§ **Task brief**: Nothing but a number is wanted here: the tally of lines in the material below that include "Hash".

———

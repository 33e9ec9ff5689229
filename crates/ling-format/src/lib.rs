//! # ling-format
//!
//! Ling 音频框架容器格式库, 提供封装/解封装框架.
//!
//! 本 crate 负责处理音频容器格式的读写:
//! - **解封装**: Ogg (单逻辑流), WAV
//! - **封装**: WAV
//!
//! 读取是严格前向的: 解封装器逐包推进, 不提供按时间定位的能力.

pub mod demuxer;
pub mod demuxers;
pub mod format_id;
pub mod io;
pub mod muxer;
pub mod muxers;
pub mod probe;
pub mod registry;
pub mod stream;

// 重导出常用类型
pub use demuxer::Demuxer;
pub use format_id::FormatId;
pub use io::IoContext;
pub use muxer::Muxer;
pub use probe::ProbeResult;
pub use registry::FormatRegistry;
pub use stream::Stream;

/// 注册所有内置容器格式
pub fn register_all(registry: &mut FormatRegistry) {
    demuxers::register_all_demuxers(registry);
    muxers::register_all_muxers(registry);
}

———

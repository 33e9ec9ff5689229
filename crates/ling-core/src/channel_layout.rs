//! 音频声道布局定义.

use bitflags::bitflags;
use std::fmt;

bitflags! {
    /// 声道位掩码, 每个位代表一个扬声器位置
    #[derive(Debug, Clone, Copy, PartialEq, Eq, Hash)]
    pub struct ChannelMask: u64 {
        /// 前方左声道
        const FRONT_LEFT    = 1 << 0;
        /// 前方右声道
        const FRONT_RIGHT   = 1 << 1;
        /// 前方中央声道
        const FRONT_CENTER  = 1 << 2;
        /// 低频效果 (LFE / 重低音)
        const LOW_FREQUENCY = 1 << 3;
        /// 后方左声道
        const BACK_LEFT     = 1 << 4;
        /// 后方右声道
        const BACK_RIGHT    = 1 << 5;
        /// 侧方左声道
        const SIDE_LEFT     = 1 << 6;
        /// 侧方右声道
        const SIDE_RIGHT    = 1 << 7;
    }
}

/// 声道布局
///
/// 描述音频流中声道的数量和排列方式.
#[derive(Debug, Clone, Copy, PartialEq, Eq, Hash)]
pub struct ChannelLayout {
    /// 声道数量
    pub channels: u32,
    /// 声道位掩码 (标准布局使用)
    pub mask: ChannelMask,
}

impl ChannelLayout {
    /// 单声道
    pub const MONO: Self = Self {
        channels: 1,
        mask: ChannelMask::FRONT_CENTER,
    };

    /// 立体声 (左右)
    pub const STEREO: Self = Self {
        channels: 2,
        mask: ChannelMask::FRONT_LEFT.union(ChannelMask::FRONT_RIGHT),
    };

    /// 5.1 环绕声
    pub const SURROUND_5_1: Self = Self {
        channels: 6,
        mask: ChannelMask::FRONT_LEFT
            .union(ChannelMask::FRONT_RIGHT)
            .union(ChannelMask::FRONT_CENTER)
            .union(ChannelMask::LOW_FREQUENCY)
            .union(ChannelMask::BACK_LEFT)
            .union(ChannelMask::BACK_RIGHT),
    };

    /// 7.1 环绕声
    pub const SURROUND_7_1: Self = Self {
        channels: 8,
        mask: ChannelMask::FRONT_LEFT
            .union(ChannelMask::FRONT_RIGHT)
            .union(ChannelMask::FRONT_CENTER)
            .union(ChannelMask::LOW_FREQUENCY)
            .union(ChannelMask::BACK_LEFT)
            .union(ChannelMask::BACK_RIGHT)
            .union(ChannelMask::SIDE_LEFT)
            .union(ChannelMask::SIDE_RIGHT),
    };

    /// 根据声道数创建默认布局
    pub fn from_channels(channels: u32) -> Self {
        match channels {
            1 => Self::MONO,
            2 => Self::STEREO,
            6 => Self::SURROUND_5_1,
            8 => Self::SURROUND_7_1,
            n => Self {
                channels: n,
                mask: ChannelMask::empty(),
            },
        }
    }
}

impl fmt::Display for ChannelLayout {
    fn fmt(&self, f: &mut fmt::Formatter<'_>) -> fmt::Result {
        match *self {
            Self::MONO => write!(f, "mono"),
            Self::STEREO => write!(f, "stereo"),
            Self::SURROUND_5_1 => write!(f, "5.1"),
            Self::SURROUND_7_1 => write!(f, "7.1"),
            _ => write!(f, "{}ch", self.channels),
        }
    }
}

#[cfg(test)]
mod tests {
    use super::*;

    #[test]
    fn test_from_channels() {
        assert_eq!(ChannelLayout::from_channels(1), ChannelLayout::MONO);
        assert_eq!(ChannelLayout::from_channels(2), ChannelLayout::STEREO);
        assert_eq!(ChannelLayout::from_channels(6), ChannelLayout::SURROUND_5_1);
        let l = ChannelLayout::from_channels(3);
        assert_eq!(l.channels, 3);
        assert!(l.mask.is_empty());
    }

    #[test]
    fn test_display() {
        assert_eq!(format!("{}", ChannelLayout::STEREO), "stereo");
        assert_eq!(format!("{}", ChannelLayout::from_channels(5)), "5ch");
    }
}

———

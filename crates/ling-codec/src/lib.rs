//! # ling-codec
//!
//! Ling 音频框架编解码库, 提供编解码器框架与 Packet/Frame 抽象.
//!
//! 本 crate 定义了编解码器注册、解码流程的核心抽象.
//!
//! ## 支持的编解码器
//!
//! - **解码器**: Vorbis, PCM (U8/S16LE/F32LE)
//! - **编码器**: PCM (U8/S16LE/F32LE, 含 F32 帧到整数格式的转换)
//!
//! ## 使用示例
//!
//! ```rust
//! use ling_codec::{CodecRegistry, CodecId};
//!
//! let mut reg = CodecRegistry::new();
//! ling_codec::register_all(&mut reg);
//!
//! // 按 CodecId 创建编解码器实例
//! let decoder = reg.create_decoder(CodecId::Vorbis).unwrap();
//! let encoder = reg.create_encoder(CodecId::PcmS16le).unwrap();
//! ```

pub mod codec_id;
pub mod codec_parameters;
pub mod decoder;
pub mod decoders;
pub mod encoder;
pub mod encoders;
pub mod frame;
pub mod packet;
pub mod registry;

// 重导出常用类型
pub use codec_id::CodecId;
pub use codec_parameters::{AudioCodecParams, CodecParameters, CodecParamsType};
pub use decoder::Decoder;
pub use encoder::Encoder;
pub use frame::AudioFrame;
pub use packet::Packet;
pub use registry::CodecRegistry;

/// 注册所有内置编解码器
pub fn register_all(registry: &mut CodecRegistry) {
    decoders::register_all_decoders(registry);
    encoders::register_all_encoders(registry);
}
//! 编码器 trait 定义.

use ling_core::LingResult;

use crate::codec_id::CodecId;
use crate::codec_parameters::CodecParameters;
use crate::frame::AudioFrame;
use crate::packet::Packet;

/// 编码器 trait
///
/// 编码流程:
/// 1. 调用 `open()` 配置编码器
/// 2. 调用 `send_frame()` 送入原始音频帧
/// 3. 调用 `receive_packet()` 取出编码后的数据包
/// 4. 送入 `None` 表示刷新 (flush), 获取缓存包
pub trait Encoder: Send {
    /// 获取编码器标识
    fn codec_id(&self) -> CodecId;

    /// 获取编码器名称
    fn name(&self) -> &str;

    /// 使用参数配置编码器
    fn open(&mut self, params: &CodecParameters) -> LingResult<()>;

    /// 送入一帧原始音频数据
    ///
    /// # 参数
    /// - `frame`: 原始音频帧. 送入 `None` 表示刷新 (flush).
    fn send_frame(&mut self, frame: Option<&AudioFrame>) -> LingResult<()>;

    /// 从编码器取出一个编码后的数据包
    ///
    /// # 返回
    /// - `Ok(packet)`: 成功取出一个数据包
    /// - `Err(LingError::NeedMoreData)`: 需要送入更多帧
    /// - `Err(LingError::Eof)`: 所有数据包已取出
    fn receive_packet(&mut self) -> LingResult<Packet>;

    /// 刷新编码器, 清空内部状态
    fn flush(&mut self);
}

———

§ **Solution to this exercise**: 2